Primary key fingerprint: 108F 6620 5EAE B0AA A8DD  5E1C 85AB 96E6 FA1B E5FE
     Subkey fingerprint: C134 66B7 E169 A085 1886  3216 5CB4 A934 7B3B 09DC

I've canceled my installation because I'm not sure what's inside. Why we have problem with signature and if we can't fix it why we're using it?

steveklabnik commented 8 years ago

Why we have problem with signature and if we can't fix it why we're using it?

Well, we don't, you do. That is, this is from your local copy of gpg saying that it doesn't know that it's trusted.

http://pgp.mit.edu/pks/lookup?op=vindex&search=0x85AB96E6FA1BE5FE

Those are the people who have signed it. If you had signed it yourself, or had one of those people in your web of trust, it wouldn't show the warning.

php-coder commented 8 years ago

Unfortunately, I'm just a user who runs installer and sees this message. From my point of view, installer runs gpg (or something else that calling gpg). Also I have no idea where and how I can fix it.

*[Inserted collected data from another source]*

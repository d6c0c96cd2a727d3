// Copyright 2026 Phillip Cloud
// Licensed under the Apache License, Version 2.0

use crate::TabKind;

#[derive(Debug, Clone, Copy, PartialEq, Eq)]
pub enum AppMode {
    Nav,
    Search,
}

/// How the deals tab presents its data.
#[derive(Debug, Clone, Copy, PartialEq, Eq)]
pub enum DealViewMode {
    Kanban,
    List,
}

impl DealViewMode {
    pub const fn toggled(self) -> Self {
        match self {
            Self::Kanban => Self::List,
            Self::List => Self::Kanban,
        }
    }

    pub const fn label(self) -> &'static str {
        match self {
            Self::Kanban => "board",
            Self::List => "list",
        }
    }
}

#[derive(Debug, Clone, Copy, PartialEq, Eq)]
pub enum TaskViewMode {
    List,
    Calendar,
}

impl TaskViewMode {
    pub const fn toggled(self) -> Self {
        match self {
            Self::List => Self::Calendar,
            Self::Calendar => Self::List,
        }
    }

    pub const fn label(self) -> &'static str {
        match self {
            Self::List => "list",
            Self::Calendar => "calendar",
        }
    }
}

#[derive(Debug, Clone, PartialEq, Eq)]
pub struct AppState {
    pub mode: AppMode,
    pub active_tab: TabKind,
    pub deal_view: DealViewMode,
    pub task_view: TaskViewMode,
    pub status_line: Option<String>,
}

impl Default for AppState {
    fn default() -> Self {
        Self {
            mode: AppMode::Nav,
            active_tab: TabKind::Dashboard,
            deal_view: DealViewMode::Kanban,
            task_view: TaskViewMode::List,
            status_line: None,
        }
    }
}

#[derive(Debug, Clone, PartialEq, Eq)]
pub enum AppCommand {
    NextTab,
    PrevTab,
    GoToTab(TabKind),
    EnterSearch,
    ExitSearch,
    ToggleDealView,
    ToggleTaskView,
    SetStatus(String),
    ClearStatus,
}

#[derive(Debug, Clone, PartialEq, Eq)]
pub enum AppEvent {
    ModeChanged(AppMode),
    TabChanged(TabKind),
    DealViewChanged(DealViewMode),
    TaskViewChanged(TaskViewMode),
    StatusUpdated(String),
    StatusCleared,
}

impl AppState {
    pub fn dispatch(&mut self, command: AppCommand) -> Vec<AppEvent> {
        match command {
            AppCommand::NextTab => self.rotate_tab(1),
            AppCommand::PrevTab => self.rotate_tab(-1),
            AppCommand::GoToTab(tab) => {
                self.active_tab = tab;
                vec![AppEvent::TabChanged(self.active_tab)]
            }
            AppCommand::EnterSearch => {
                self.mode = AppMode::Search;
                vec![AppEvent::ModeChanged(self.mode)]
            }
            AppCommand::ExitSearch => {
                self.mode = AppMode::Nav;
                vec![AppEvent::ModeChanged(self.mode), self.set_status("nav")]
            }
            AppCommand::ToggleDealView => {
                self.deal_view = self.deal_view.toggled();
                vec![
                    AppEvent::DealViewChanged(self.deal_view),
                    self.set_status(self.deal_view.label()),
                ]
            }
            AppCommand::ToggleTaskView => {
                self.task_view = self.task_view.toggled();
                vec![
                    AppEvent::TaskViewChanged(self.task_view),
                    self.set_status(self.task_view.label()),
                ]
            }
            AppCommand::SetStatus(message) => {
                vec![self.set_status(&message)]
            }
            AppCommand::ClearStatus => {
                self.status_line = None;
                vec![AppEvent::StatusCleared]
            }
        }
    }

    fn rotate_tab(&mut self, delta: isize) -> Vec<AppEvent> {
        let tabs = TabKind::ALL;
        let current = tabs
            .iter()
            .position(|tab| *tab == self.active_tab)
            .unwrap_or(0) as isize;
        let len = tabs.len() as isize;
        let next = (current + delta).rem_euclid(len) as usize;
        self.active_tab = tabs[next];
        vec![AppEvent::TabChanged(self.active_tab)]
    }

    fn set_status(&mut self, message: &str) -> AppEvent {
        self.status_line = Some(message.to_owned());
        AppEvent::StatusUpdated(message.to_owned())
    }
}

steveklabnik commented 8 years ago

Unfortunately, I'm just a user who runs installer and sees this message.

Yes, I was trying to explain the background.

Also I have no idea where and how I can fix it.

Well, you'd have to decide if you trust the key or not, and then use gpg to mark it as such. If you did, then it would go away.

Part of this is that it's not something we can do for you; it's up to you to decide to trust the key or not. That's a human question, not a programmer question.

php-coder commented 8 years ago

Ok, thank you anyway!

steveklabnik commented 8 years ago

Thanks for reporting! I do think that it's not great that this shows up, but I'm not sure what to do about it: we don't show it at all, IIRC, if gpg isn't installed, and if it is, well, this is the output it shows. Not sure how this could be improved. @brson any thoughts?

brson commented 8 years ago

The only way I know to fix this is to pipe gpg's output to /dev/null. We might just remove gpg verification from rustup.sh completely since its dependent on the host actually having it, and thus can't be relied on and is subject to downgrade attacks.